--- DATA PROVIDED ---
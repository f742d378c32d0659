//! Incremental all-pairs shortest paths.
use std::collections::{HashMap, HashSet};

/// Shortest paths over the part of a navigation graph discovered so far.
///
/// Edges are added as viewpoints are explored; [`FloydGraph::update`] relaxes every known
/// pair through a newly explored viewpoint, so distances and paths are exact with respect
/// to the discovered edges.
#[derive(Debug, Default, Clone, PartialEq)]
pub struct FloydGraph {
    distances: HashMap<String, HashMap<String, f64>>,
    /// Intermediate viewpoint of the shortest path between a pair; absent for a direct edge.
    via: HashMap<String, HashMap<String, String>>,
    visited: HashSet<String>,
}

impl FloydGraph {
    pub fn new() -> Self {
        Self::default()
    }

    /// Known shortest distance between two viewpoints; infinite if not connected.
    pub fn distance(&self, x: &str, y: &str) -> f64 {
        if x == y {
            return 0.0;
        }
        self.distances
            .get(x)
            .and_then(|row| row.get(y))
            .copied()
            .unwrap_or(f64::INFINITY)
    }

    /// Add an undirected edge, keeping the shorter one if the pair is already connected.
    pub fn add_edge(&mut self, x: &str, y: &str, distance: f64) {
        if distance < self.distance(x, y) {
            self.set(x, y, distance, None);
            self.set(y, x, distance, None);
        }
    }

    fn set(&mut self, x: &str, y: &str, distance: f64, via: Option<&str>) {
        self.distances
            .entry(x.to_string())
            .or_default()
            .insert(y.to_string(), distance);
        let row = self.via.entry(x.to_string()).or_default();
        match via {
            Some(k) => {
                row.insert(y.to_string(), k.to_string());
            }
            None => {
                row.remove(y);
            }
        }
    }

    /// Relax every known pair through `k` and mark `k` as explored.
    pub fn update(&mut self, k: &str) {
        let nodes: Vec<String> = self.distances.keys().cloned().collect();
        for x in &nodes {
            for y in &nodes {
                if x == y {
                    continue;
                }
                let through = self.distance(x, k) + self.distance(k, y);
                if through < self.distance(x, y) {
                    self.set(x, y, through, Some(k));
                    self.set(y, x, through, Some(k));
                }
            }
        }
        self.visited.insert(k.to_string());
    }

    /// Whether `k` has been explored with [`FloydGraph::update`].
    pub fn visited(&self, k: &str) -> bool {
        self.visited.contains(k)
    }

    /// Viewpoints on the shortest known path from `x` to `y`, excluding `x` and including `y`.
    ///
    /// A pair without a known connection is treated as directly connected.
    pub fn path(&self, x: &str, y: &str) -> Vec<String> {
        if x == y {
            return Vec::new();
        }
        match self.via.get(x).and_then(|row| row.get(y)) {
            Some(k) => {
                let mut path = self.path(x, k);
                path.extend(self.path(k, y));
                path
            }
            None => vec![y.to_string()],
        }
    }
}

#[cfg(test)]
mod tests {
    use super::*;

    /// a - b - c - d with unit edges, explored in order
    fn chain() -> FloydGraph {
        let mut graph = FloydGraph::new();
        for (x, y) in [("a", "b"), ("b", "c"), ("c", "d")] {
            graph.add_edge(x, y, 1.0);
            graph.update(x);
            graph.update(y);
        }
        graph
    }

    #[test]
    fn distances_are_transitive() {
        let graph = chain();
        assert_eq!(graph.distance("a", "d"), 3.0);
        assert_eq!(graph.distance("d", "a"), 3.0);
        assert_eq!(graph.distance("b", "b"), 0.0);
        assert_eq!(graph.distance("a", "z"), f64::INFINITY);
    }

    #[test]
    fn path_splices_intermediate_viewpoints() {
        let graph = chain();
        assert_eq!(graph.path("a", "d"), vec!["b", "c", "d"]);
        assert_eq!(graph.path("d", "b"), vec!["c", "b"]);
        assert!(graph.path("c", "c").is_empty());
    }

    #[test]
    fn shorter_edge_replaces_longer_path() {
        let mut graph = chain();
        graph.add_edge("a", "d", 1.5);
        assert_eq!(graph.path("a", "d"), vec!["d"]);
        assert_eq!(graph.distance("a", "d"), 1.5);
    }

    #[test]
    fn visited_tracks_updates() {
        let mut graph = FloydGraph::new();
        graph.add_edge("a", "b", 1.0);
        assert!(!graph.visited("a"));
        graph.update("a");
        assert!(graph.visited("a"));
        assert!(!graph.visited("b"));
    }
}
#[cfg(test)]
pub(crate) mod testing {
    use super::*;
    use crate::envs::{ToyConfig, ToyWorld};
    use crate::model::EncoderConfig;
    use crate::torch::optimizers::AdamConfig;

    /// A small agent over the toy world.
    pub fn toy_agent(kind: AgentKind, toy: ToyConfig) -> NavAgent<ToyWorld> {
        toy_agent_with(kind, toy, |world| world)
    }

    /// A small agent over a simulator wrapping the toy world.
    pub fn toy_agent_with<S, F>(kind: AgentKind, toy: ToyConfig, wrap: F) -> NavAgent<S>
    where
        S: Simulator,
        F: FnOnce(ToyWorld) -> S,
    {
        let world = ToyWorld::new(toy);
        let stores = Arc::new(world.feature_stores());
        let toy = world.config().clone();
        let config = AgentConfig {
            kind,
            encoder: EncoderConfig {
                vocab_size: toy.vocab_size,
                embedding_size: 8,
                hidden_size: 8,
                padding_idx: toy.padding_idx,
                separator_token: toy.separator_token,
                ..EncoderConfig::default()
            },
            decoder: DecoderConfig {
                action_embedding_size: 4,
                hidden_size: 8,
                ..DecoderConfig::default()
            },
            critic: CriticConfig::default(),
            optimizer: OptimizerConfig::Adam(AdamConfig {
                learning_rate: 1e-3,
                ..AdamConfig::default()
            }),
            angle_feat_size: 4,
            episode_len: 5,
            ..AgentConfig::default()
        };
        NavAgent::new(wrap(world), stores, config, toy.feature_size, Device::Cpu).unwrap()
    }
}

#[cfg(test)]
mod tests {
    use super::testing::toy_agent;
    use super::*;
    use crate::envs::ToyConfig;
    use crate::logging::{LogError, LogValue};
    use rstest::rstest;

    #[rstest]
    #[case("teacher", Feedback::Teacher)]
    #[case("argmax", Feedback::Argmax)]
    #[case("sample", Feedback::Sample)]
    fn parse_feedback(#[case] name: &str, #[case] expected: Feedback) {
        assert_eq!(name.parse::<Feedback>().unwrap(), expected);
        assert_eq!(expected.to_string(), name);
    }

    #[test]
    fn unsupported_feedback_is_a_config_error() {
        assert_eq!(
            "greedy".parse::<Feedback>(),
            Err(ConfigError::UnsupportedFeedback("greedy".into()))
        );
    }

    #[test]
    fn config_json_defaults_missing_fields() {
        let config: AgentConfig =
            serde_json::from_str(r#"{"kind": "configuration-relation", "gamma": 0.5}"#).unwrap();
        assert_eq!(config.kind, AgentKind::ConfigurationRelation);
        assert_eq!(config.gamma, 0.5);
        assert_eq!(config.episode_len, 20);
    }

    #[test]
    fn mismatched_hidden_sizes_are_rejected() {
        let config = AgentConfig {
            decoder: DecoderConfig {
                hidden_size: 256,
                ..DecoderConfig::default()
            },
            ..AgentConfig::default()
        };
        assert!(matches!(
            config.validate(),
            Err(ConfigError::HiddenSizeMismatch { .. })
        ));
    }

    #[derive(Debug, Default)]
    struct Names(Vec<&'static str>);

    impl StatsLogger for Names {
        fn group_start(&mut self) {}
        fn group_log(&mut self, name: &'static str, _: LogValue) -> Result<(), LogError> {
            self.0.push(name);
            Ok(())
        }
        fn group_end(&mut self) {}
        fn flush(&mut self) {}
    }

    #[rstest]
    #[case(AgentKind::Configuration, Feedback::Teacher)]
    #[case(AgentKind::Configuration, Feedback::Sample)]
    #[case(AgentKind::ConfigurationRelation, Feedback::Sample)]
    fn train_logs_statistics(#[case] kind: AgentKind, #[case] feedback: Feedback) {
        let mut agent = toy_agent(
            kind,
            ToyConfig {
                batch_size: 3,
                ..ToyConfig::default()
            },
        );
        let mut logger = Names::default();
        agent.train(2, feedback, &mut logger).unwrap();
        for name in ["loss", "ml_loss", "reward", "success_rate", "episode_len", "update"] {
            assert!(logger.0.contains(&name), "missing {}", name);
        }
        if feedback == Feedback::Sample {
            for name in ["rl_loss", "entropy"] {
                assert!(logger.0.contains(&name), "missing {}", name);
            }
        }
    }

    #[test]
    fn train_rejects_argmax() {
        let mut agent = toy_agent(AgentKind::Configuration, ToyConfig::default());
        let result = agent.train(1, Feedback::Argmax, &mut ());
        assert!(matches!(
            result,
            Err(NavError::Config(ConfigError::UnsupportedFeedback(_)))
        ));
    }

    #[test]
    fn test_collects_each_instruction_once() {
        let toy = ToyConfig::default();
        let num_episodes = toy.num_episodes;
        let mut agent = toy_agent(AgentKind::Configuration, toy);
        agent.test(Feedback::Argmax, None).unwrap();
        assert_eq!(agent.results().len(), num_episodes);
        for trajectory in agent.results().values() {
            assert!(!trajectory.is_empty());
        }
    }

    #[test]
    fn checkpoint_round_trip() {
        let dir = std::env::temp_dir().join(format!("confignav-agent-{}", std::process::id()));
        let agent = toy_agent(AgentKind::Configuration, ToyConfig::default());
        agent.save(3, &dir).unwrap();
        let mut other = toy_agent(AgentKind::Configuration, ToyConfig::default());
        assert_eq!(other.load(&dir).unwrap(), 3);
        std::fs::remove_dir_all(&dir).unwrap();
    }
}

--- ACTION ITEM ---
Copy every line of the data above in which the string "ToyConfig" appears.

--- RESPONSE AREA ---
    use crate::envs::{ToyConfig, ToyWorld};
    pub fn toy_agent(kind: AgentKind, toy: ToyConfig) -> NavAgent<ToyWorld> {
    pub fn toy_agent_with<S, F>(kind: AgentKind, toy: ToyConfig, wrap: F) -> NavAgent<S>
    use crate::envs::ToyConfig;
            ToyConfig {
                ..ToyConfig::default()
        let mut agent = toy_agent(AgentKind::Configuration, ToyConfig::default());
        let toy = ToyConfig::default();
        let agent = toy_agent(AgentKind::Configuration, ToyConfig::default());
        let mut other = toy_agent(AgentKind::Configuration, ToyConfig::default());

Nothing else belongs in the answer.